Im Rahmen dieser alten Überlieferung von der Verehrung des goldenen Kalbes (Ex 32,1-6.15-20; vergleiche Dtn 9,9-21) steht ein nicht direkt dazu passendes Gespräch zwischen JHWH und Mose (VV 7-14). Dieses stammt offensichtlich aus anderem Zusammenhang: Nach VV 17-19 erfährt nämlich Mose erst später vom Vergehen des Volkes, und Aaron bittet ihn (Mose), von seinem „Zorn“ abzulassen; hier hingegen informiert JHWH Mose über den Abfall durch die Anbetung eines goldenen Kalbes (ursprünglich vielleicht als ein Bild für JHWH aufgefasst); außerdem erklärt JHWH ihm, dass er in seinem „Zorn“ (ein Bildwort für Gottes Gericht) das Volk wegen seiner Halsstarrigkeit zu vernichten gedenkt. (Damit aber seine Verheißungen nicht hinfällig werden, will er Mose zum Stammhalter eines neuen Volkes machen ).
Mose versucht daraufhin, Gott zu „beruhigen“ (wörtlich), indem er ihn an die machtvolle Herausführung aus Ägypten (V 11f) und an die Patriarchen erinnert: Ihnen hat er unter Eid seine Verheißung gegeben, die auch jetzt noch gilt.
Dieses aus jüngerer Zeit stammende Bittgebet steht hier als ein Beispiel dafür, wie das Volk Israel sich in der durch seinen Abfall verursachten Not immer wieder mit Worten aus dem eigenen Erfahrungsbereich an JHWH um Hilfe wenden soll und mit einer Erhörung seiner Bitten rechnen darf (bildhaft ausgedrückt in der „Reue“ Gottes).

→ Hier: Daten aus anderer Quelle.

//! # cellprobe-adapters
//!
//! Data store clients for cellprobe.
//!
//! A check only needs a handful of operations from a store: open a session,
//! confirm a table is enabled, read the latest value of one cell and list
//! tables. Those are captured by the [`CellStore`] and [`CellSession`]
//! traits; each adapter implements them for one backend.
//!
//! ## Supported Systems
//!
//! - **HBase** (`hbase` feature) - Reads cells through the HBase REST gateway
//! - **Memory** - In-process tables, used by tests and demos
//!
//! ## Quick Start
//!
//! ```rust
//! use cellprobe_adapters::memory::MemoryStore;
//! use cellprobe_adapters::{CellQuery, CellStore, Endpoint};
//!
//! # tokio::runtime::Builder::new_current_thread().enable_all().build().unwrap().block_on(async {
//! let store = MemoryStore::builder()
//!     .table("metrics", |t| t.cell("host1", "d:load", "0.75"))
//!     .build();
//!
//! let mut session = store.connect(&Endpoint::new("localhost", 8080)).await.unwrap();
//! let cells = session
//!     .cells(&CellQuery::new("metrics", "host1", "d:load"))
//!     .await
//!     .unwrap();
//! assert_eq!(cells, vec!["0.75".to_string()]);
//! session.close();
//! # });
//! ```

pub mod error;
pub mod memory;
mod store;

#[cfg(feature = "hbase")]
pub mod hbase;

pub use error::StoreError;
pub use store::{CellQuery, CellSession, CellStore, Endpoint, DEFAULT_TIMEOUT};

Nach jüdischem und christlichem Glauben sind diese von Menschen in menschlicher Sprache niedergeschriebenen und gesammelten Worte zugleich „Worte Gottes“; denn durch sie spricht Gott selbst in der Kraft seines göttlichen Geistes, der in einer unser menschliches Verstehen übersteigenden Weise Schriftsteller und Leser „inspiriert“ (vgl. 1 Tim 3,15f): Er weist damit heute noch alle hin auf die Gefahr jeglichen Götzendienstes (etwa die Vergötterung von Profit und Macht, die zum Ruin seines Volkes und der ganzen Menschheit führen), aber auch auf die Wirksamkeit des Gebetes um Verschonung vor drohendem Unheil, selbst nach schlimmsten Sünden.